Voir aussi l’opinion concordante du juge Brown au paragraphe 122.
3 Par opposition aux privilèges d’origine législative du Parlement fédéral qui ne peuvent être établis qu’avec la preuve historique de leur existence. Voir Canada (Bureau de régie interne) c. Boulerice, 2019 CAF 33 (demande d’autorisation d’appel devant la Cour suprême rejetée), au paragraphe 6.
4 Par exemple, il a été cité par le juge Bolduc de la Cour supérieure du Québec lors de l’audience initiale relative au contrôle judiciaire de l’affaire Chagnon, lorsqu’il a conclu que l’arbitre n’avait pas compétence pour trancher les griefs en raison du privilège de gestion du personnel : Chagnon c. Fortin, 2015 QCCS 883, voir les paragraphes 18 et 26. À la Cour d’appel du Québec, dans son opinion dissidente, le juge Morin s’est fondé sur Association des juristes de l’État c. Québec (Procureur général) (Secrétariat du Conseil du Trésor), 2013 QCCA 1900, aux paragraphes 23 à 31, et sur sa citation de l’arrêt Vaid pour faire valoir que les privilèges parlementaires ont préséance sur les dispositions de la LAN : Syndicat de la fonction publique et parapublique du Québec (SFPQ) c. Chagnon, 2017 QCCA 271, au paragraphe 106.

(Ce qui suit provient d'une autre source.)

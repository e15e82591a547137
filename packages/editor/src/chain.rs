//! # Chains
//!
//! A chain is one user-visible action made of any number of commands. It
//! moves through `Pending -> Applied -> {Undone <-> Redone}` and is the unit
//! stored on the undo stack.

use crate::command::Command;
use crate::replay::Direction;
use knecht_document::NodeKey;

#[derive(Debug, Clone, Copy, PartialEq, Eq)]
pub enum ChainState {
    /// Built but never executed
    Pending,
    /// Executed once as the original edit
    Applied,
    Undone,
    Redone,
}

/// Where the editor's current node lands once the chain has replayed
#[derive(Debug, Clone, Copy, PartialEq, Eq)]
pub struct ChainFocus {
    pub parent: NodeKey,
    pub redo_order: i32,
    pub undo_order: i32,
}

#[derive(Debug, Clone)]
pub struct Chain {
    pub(crate) description: String,
    pub(crate) commands: Vec<Command>,
    pub(crate) state: ChainState,
    pub(crate) focus: Option<ChainFocus>,
}

impl Chain {
    pub fn new(description: impl Into<String>) -> Self {
        Self {
            description: description.into(),
            commands: Vec::new(),
            state: ChainState::Pending,
            focus: None,
        }
    }

    pub fn with_focus(mut self, focus: ChainFocus) -> Self {
        self.focus = Some(focus);
        self
    }

    pub fn push(&mut self, command: impl Into<Command>) {
        self.commands.push(command.into());
    }

    pub fn extend<I, C>(&mut self, commands: I)
    where
        I: IntoIterator<Item = C>,
        C: Into<Command>,
    {
        self.commands.extend(commands.into_iter().map(Into::into));
    }

    pub fn description(&self) -> &str {
        &self.description
    }

    pub fn state(&self) -> ChainState {
        self.state
    }

    pub fn focus(&self) -> Option<ChainFocus> {
        self.focus
    }

    pub fn commands(&self) -> &[Command] {
        &self.commands
    }

    pub fn len(&self) -> usize {
        self.commands.len()
    }

    pub fn is_empty(&self) -> bool {
        self.commands.is_empty()
    }

    /// Record that a replay in `direction` ran to the end
    pub(crate) fn finish(&mut self, direction: Direction) {
        self.state = match (direction, self.state) {
            (Direction::Redo, ChainState::Pending) => ChainState::Applied,
            (Direction::Redo, _) => ChainState::Redone,
            (Direction::Undo, _) => ChainState::Undone,
        };
    }
}

#[cfg(test)]
mod tests {
    use super::*;
    use crate::command::ReorderCommand;

    #[test]
    fn test_state_machine() {
        let mut chain = Chain::new("Move");
        assert_eq!(chain.state(), ChainState::Pending);

        chain.finish(Direction::Redo);
        assert_eq!(chain.state(), ChainState::Applied);
        chain.finish(Direction::Undo);
        assert_eq!(chain.state(), ChainState::Undone);
        chain.finish(Direction::Redo);
        assert_eq!(chain.state(), ChainState::Redone);
        chain.finish(Direction::Undo);
        assert_eq!(chain.state(), ChainState::Undone);
    }

    #[test]
    fn test_push_commands() {
        let mut chain = Chain::new("Move");
        assert!(chain.is_empty());
        let doc = knecht_document::Document::new();
        let key = doc.key_of(doc.root()).unwrap();
        chain.push(ReorderCommand::new(key, 1));
        chain.extend(vec![ReorderCommand::new(key, 2)]);
        assert_eq!(chain.len(), 2);
        assert_eq!(chain.commands()[0].name(), "reorder");
        assert_eq!(chain.description(), "Move");
    }
}
//! Entity escaping for attribute values and text content

use std::borrow::Cow;

pub fn escape(text: &str) -> Cow<'_, str> {
    if !text.contains(['&', '<', '>', '"', '\n', '\r', '\t']) {
        return Cow::Borrowed(text);
    }

    let mut out = String::with_capacity(text.len() + 8);
    for ch in text.chars() {
        match ch {
            '&' => out.push_str("&amp;"),
            '<' => out.push_str("&lt;"),
            '>' => out.push_str("&gt;"),
            '"' => out.push_str("&quot;"),
            '\n' => out.push_str("&#10;"),
            '\r' => out.push_str("&#13;"),
            '\t' => out.push_str("&#9;"),
            _ => out.push(ch),
        }
    }
    Cow::Owned(out)
}

/// Resolve entity references. Unknown entities are kept verbatim.
pub fn unescape(text: &str) -> Cow<'_, str> {
    if !text.contains('&') {
        return Cow::Borrowed(text);
    }

    let mut out = String::with_capacity(text.len());
    let mut rest = text;
    while let Some(start) = rest.find('&') {
        out.push_str(&rest[..start]);
        let tail = &rest[start..];
        match tail.find(';').and_then(|end| decode_entity(&tail[1..end]).map(|ch| (ch, end))) {
            Some((ch, end)) => {
                out.push(ch);
                rest = &tail[end + 1..];
            }
            None => {
                out.push('&');
                rest = &tail[1..];
            }
        }
    }
    out.push_str(rest);
    Cow::Owned(out)
}

fn decode_entity(name: &str) -> Option<char> {
    match name {
        "amp" => Some('&'),
        "lt" => Some('<'),
        "gt" => Some('>'),
        "quot" => Some('"'),
        "apos" => Some('\''),
        _ => {
            let code = name.strip_prefix('#')?;
            let value = match code.strip_prefix(['x', 'X']) {
                Some(hex) => u32::from_str_radix(hex, 16).ok()?,
                None => code.parse::<u32>().ok()?,
            };
            char::from_u32(value)
        }
    }
}

#[cfg(test)]
mod tests {
    use super::*;

    #[test]
    fn test_escape_borrows_plain_text() {
        assert!(matches!(escape("plain"), Cow::Borrowed("plain")));
    }

    #[test]
    fn test_escape_special_characters() {
        assert_eq!(escape(r#"a<b & "c">"#), "a&lt;b &amp; &quot;c&quot;&gt;");
        assert_eq!(escape("line\nbreak"), "line&#10;break");
    }

    #[test]
    fn test_unescape_entities() {
        assert_eq!(unescape("a&lt;b &amp; &quot;c&quot;&gt;"), r#"a<b & "c">"#);
        assert_eq!(unescape("&#65;&#x42;&apos;"), "AB'");
    }

    #[test]
    fn test_unescape_keeps_unknown_entities() {
        assert_eq!(unescape("R&D &nbsp; done"), "R&D &nbsp; done");
        assert_eq!(unescape("trailing &"), "trailing &");
    }
}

5 Dans l’arrêt Bradlaugh, la Cour du Banc de la Reine du Royaume-Uni a reconnu que la compétence des Chambres du Parlement à l’égard des procédures purement internes du Parlement est absolue et exclusive, et qu’elle ne peut pas faire l’objet d’un examen devant une cour de justice (p. 275, dans cette affaire, la Chambre des communes du Royaume-Uni avait résolu de ne pas permettre à Charles Bradlaugh, un député élu, de prêter le serment prescrit par la Parliamentary Oaths Act, 1866, et de l’empêcher d’entrer dans l’enceinte de la Chambre). La Cour a conclu que l’interprétation de cette loi par la Chambre ne pouvait pas faire l’objet d’un pourvoi en révision, puisque cela présenterait un risque d’ingérence de la part des organes judiciaire ou exécutif dans un domaine de compétence exclusive du Parlement [voir UK Joint Select Committee 2013-2014, par. 19].
6 Arrêt Vaid au paragraphe 34.
7 Bradlaugh c. Gossett (1884) 12 QBD 271, p. 285-286. Dans New Brunswick Broadcasting Co. c. Nouvelle-Écosse (Président de l’Assemblée législative), [1993] 1 CSC 319, le juge McLachlin a cité avec approbation l’arrêt Bradlaugh, p. 386.